*** Begin section ***

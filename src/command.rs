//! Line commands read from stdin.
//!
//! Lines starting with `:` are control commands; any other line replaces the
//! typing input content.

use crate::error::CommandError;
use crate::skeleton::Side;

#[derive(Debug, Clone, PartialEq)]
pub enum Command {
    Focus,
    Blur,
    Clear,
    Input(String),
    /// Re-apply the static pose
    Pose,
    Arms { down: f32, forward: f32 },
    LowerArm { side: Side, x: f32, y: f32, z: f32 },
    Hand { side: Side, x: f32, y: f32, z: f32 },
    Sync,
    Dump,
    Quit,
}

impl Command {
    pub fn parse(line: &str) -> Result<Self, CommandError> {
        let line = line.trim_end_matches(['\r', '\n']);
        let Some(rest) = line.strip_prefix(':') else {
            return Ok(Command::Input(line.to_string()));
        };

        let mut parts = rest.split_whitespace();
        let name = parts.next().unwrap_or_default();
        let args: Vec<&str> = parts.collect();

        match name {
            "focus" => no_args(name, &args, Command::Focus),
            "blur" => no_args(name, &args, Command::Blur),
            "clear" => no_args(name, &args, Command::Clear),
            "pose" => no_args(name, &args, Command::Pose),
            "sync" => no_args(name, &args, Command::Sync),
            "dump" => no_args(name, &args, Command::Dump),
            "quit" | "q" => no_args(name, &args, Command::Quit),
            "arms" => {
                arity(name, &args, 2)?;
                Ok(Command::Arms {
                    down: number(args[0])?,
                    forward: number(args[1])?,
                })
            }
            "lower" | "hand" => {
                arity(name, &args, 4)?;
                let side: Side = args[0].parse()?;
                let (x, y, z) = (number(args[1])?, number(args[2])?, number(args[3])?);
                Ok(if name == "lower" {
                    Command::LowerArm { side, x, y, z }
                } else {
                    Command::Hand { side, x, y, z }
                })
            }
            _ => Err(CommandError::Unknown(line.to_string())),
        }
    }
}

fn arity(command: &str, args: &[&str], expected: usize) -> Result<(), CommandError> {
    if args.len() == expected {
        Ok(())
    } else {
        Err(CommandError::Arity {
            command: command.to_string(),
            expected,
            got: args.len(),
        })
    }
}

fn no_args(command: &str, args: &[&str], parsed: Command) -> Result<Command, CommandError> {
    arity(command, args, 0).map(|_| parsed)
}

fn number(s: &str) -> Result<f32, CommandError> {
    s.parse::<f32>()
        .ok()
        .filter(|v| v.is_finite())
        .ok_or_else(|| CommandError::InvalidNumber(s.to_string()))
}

*** End section ***
*** Begin section ***

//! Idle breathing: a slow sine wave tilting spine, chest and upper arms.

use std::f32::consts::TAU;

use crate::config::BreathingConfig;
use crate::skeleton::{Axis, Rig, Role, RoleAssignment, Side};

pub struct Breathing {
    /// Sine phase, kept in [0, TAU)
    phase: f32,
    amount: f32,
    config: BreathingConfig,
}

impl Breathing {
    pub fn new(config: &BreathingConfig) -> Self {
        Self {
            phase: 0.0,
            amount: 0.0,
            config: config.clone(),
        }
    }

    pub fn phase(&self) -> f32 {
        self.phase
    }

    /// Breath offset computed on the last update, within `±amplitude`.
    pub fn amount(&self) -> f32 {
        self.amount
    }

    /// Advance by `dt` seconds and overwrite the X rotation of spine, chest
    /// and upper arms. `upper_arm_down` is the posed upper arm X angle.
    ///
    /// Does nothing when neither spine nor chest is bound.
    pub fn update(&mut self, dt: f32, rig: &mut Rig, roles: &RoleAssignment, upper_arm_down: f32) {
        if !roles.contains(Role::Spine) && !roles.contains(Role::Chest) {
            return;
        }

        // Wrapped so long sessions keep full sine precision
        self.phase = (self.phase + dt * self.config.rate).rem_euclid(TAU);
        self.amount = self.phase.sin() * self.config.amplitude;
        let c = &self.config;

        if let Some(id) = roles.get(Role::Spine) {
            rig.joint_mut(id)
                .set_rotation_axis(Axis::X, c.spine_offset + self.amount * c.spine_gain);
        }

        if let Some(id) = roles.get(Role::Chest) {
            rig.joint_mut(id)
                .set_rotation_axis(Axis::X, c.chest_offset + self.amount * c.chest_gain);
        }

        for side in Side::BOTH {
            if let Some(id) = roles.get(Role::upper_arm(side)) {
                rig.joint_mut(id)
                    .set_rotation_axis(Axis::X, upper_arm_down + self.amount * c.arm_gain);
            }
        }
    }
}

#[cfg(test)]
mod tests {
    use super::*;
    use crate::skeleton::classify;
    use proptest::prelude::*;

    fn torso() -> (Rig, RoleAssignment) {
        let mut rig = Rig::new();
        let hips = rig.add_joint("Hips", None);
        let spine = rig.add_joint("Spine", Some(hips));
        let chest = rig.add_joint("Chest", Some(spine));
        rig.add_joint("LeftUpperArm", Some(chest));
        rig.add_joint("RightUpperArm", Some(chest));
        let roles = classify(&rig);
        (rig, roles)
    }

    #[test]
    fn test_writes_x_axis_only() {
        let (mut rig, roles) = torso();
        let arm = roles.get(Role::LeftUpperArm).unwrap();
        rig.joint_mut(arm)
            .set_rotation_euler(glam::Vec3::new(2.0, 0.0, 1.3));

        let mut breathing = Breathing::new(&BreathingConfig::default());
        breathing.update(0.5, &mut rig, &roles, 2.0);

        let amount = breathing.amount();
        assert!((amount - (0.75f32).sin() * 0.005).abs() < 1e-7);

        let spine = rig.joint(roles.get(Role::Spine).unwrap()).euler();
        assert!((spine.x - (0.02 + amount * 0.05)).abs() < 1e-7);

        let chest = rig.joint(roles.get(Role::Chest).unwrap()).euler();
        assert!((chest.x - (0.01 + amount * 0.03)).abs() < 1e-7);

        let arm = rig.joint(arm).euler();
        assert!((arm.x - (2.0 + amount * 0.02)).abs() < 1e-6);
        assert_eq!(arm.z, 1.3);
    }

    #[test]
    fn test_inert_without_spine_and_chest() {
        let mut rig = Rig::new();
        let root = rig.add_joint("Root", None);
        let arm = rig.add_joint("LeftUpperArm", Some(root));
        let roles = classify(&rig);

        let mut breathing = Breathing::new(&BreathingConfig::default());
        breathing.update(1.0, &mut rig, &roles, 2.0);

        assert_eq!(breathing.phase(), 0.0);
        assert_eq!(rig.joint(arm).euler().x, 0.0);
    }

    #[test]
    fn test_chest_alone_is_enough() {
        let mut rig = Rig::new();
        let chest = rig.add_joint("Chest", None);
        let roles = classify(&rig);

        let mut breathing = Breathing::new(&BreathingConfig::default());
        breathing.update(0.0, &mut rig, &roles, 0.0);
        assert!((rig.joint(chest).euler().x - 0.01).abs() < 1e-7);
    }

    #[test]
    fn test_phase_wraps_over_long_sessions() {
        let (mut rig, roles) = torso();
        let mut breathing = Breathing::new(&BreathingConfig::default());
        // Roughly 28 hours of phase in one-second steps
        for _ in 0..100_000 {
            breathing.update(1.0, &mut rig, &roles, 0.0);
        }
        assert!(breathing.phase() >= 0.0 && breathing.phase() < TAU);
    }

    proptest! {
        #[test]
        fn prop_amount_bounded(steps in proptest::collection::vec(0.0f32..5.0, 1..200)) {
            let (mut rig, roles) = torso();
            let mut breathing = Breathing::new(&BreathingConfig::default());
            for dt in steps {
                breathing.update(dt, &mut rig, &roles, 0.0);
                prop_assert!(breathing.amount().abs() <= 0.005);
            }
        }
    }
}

*** End section ***

ABOUT THIS EXERCISE => Above are the records. Copy the lines beginning at the one that has "filename src/command.rs" and ending with the one that has "use crate::skeleton::Side;", unchanged.

SOLUTION =>
filename src/command.rs
//! Line commands read from stdin.
//!
//! Lines starting with `:` are control commands; any other line replaces the
//! typing input content.

use crate::error::CommandError;
use crate::skeleton::Side;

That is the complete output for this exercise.